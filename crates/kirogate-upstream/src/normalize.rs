//! Message normalisation and upstream payload building.
//!
//! The upstream is strict about conversation shape: history must start with
//! a user record, strictly alternate user/assistant, never contain empty
//! content, and may only carry tool results directly after the assistant
//! record that issued the matching tool uses. This module turns an
//! arbitrary client message list into that shape. The step order is
//! load-bearing; reordering it produces payloads the upstream rejects.

use kirogate_core::{GatewayError, Result};
use serde_json::{json, Value};
use tracing::debug;

use crate::message::{
    extract_text, tool_calls_to_text, tool_results_to_text, Content, ImageData, Role,
    UnifiedMessage,
};
use crate::payload::{
    AssistantEntry, AssistantResponseMessage, ConversationState, CurrentMessage, HistoryRecord,
    ImagePayload, ImageSource, UpstreamPayload, UserEntry, UserInputMessage,
    UserInputMessageContext,
};
use crate::thinking::{thinking_system_addition, thinking_tags, ThinkingConfig};
use crate::tools::{convert_tools, process_long_descriptions, validate_tool_names, UnifiedTool};
use crate::truncation::recovery_system_addition;

/// Placeholder the upstream accepts where real content would be empty.
pub const EMPTY_PLACEHOLDER: &str = "(empty)";

/// Text of the synthetic current message when the client ends on an
/// assistant turn.
const CONTINUE_PROMPT: &str = "Continue";

#[derive(Debug, Clone)]
pub struct NormalizeOptions {
    /// Upstream model id (already resolved from the client name).
    pub model_id: String,
    pub profile_arn: Option<String>,
    pub thinking: ThinkingConfig,
    /// Byte limit for inline tool descriptions; 0 disables relocation.
    pub tool_description_limit: usize,
    /// Whether truncation-recovery notices may appear in this conversation;
    /// controls the legitimising system-prompt addition.
    pub truncation_recovery: bool,
}

/// Convert tool calls and results everywhere into plain text.
///
/// Used when the request declares no tools: the upstream rejects payloads
/// carrying toolResults without a tool schema. Returns the rewritten list
/// and whether anything was converted. Images survive the rewrite.
pub fn strip_all_tool_content(messages: Vec<UnifiedMessage>) -> (Vec<UnifiedMessage>, bool) {
    let mut converted = false;
    let result = messages
        .into_iter()
        .map(|msg| {
            let has_calls = msg.tool_calls.as_ref().is_some_and(|c| !c.is_empty());
            let has_results = msg.tool_results.as_ref().is_some_and(|r| !r.is_empty());
            if !has_calls && !has_results {
                return msg;
            }
            converted = true;

            let mut parts = Vec::new();
            let existing = extract_text(msg.content.as_ref());
            if !existing.is_empty() {
                parts.push(existing);
            }
            if let Some(calls) = &msg.tool_calls {
                if !calls.is_empty() {
                    parts.push(tool_calls_to_text(calls));
                }
            }
            if let Some(results) = &msg.tool_results {
                if !results.is_empty() {
                    parts.push(tool_results_to_text(results));
                }
            }
            let content = if parts.is_empty() {
                EMPTY_PLACEHOLDER.to_string()
            } else {
                parts.join("\n\n")
            };

            UnifiedMessage {
                role: msg.role,
                content: Some(Content::Text(content)),
                tool_calls: None,
                tool_results: None,
                images: msg.images,
            }
        })
        .collect();
    (result, converted)
}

● ● ● ● ● ● ●

TASK DIRECTIONS: Look above and return each line of the records exactly, from the very first through the line with "never contain empty", both included.

RESPONSE TO THE EXERCISE:
filename crates/kirogate-upstream/src/normalize.rs
//! Message normalisation and upstream payload building.
//!
//! The upstream is strict about conversation shape: history must start with
//! a user record, strictly alternate user/assistant, never contain empty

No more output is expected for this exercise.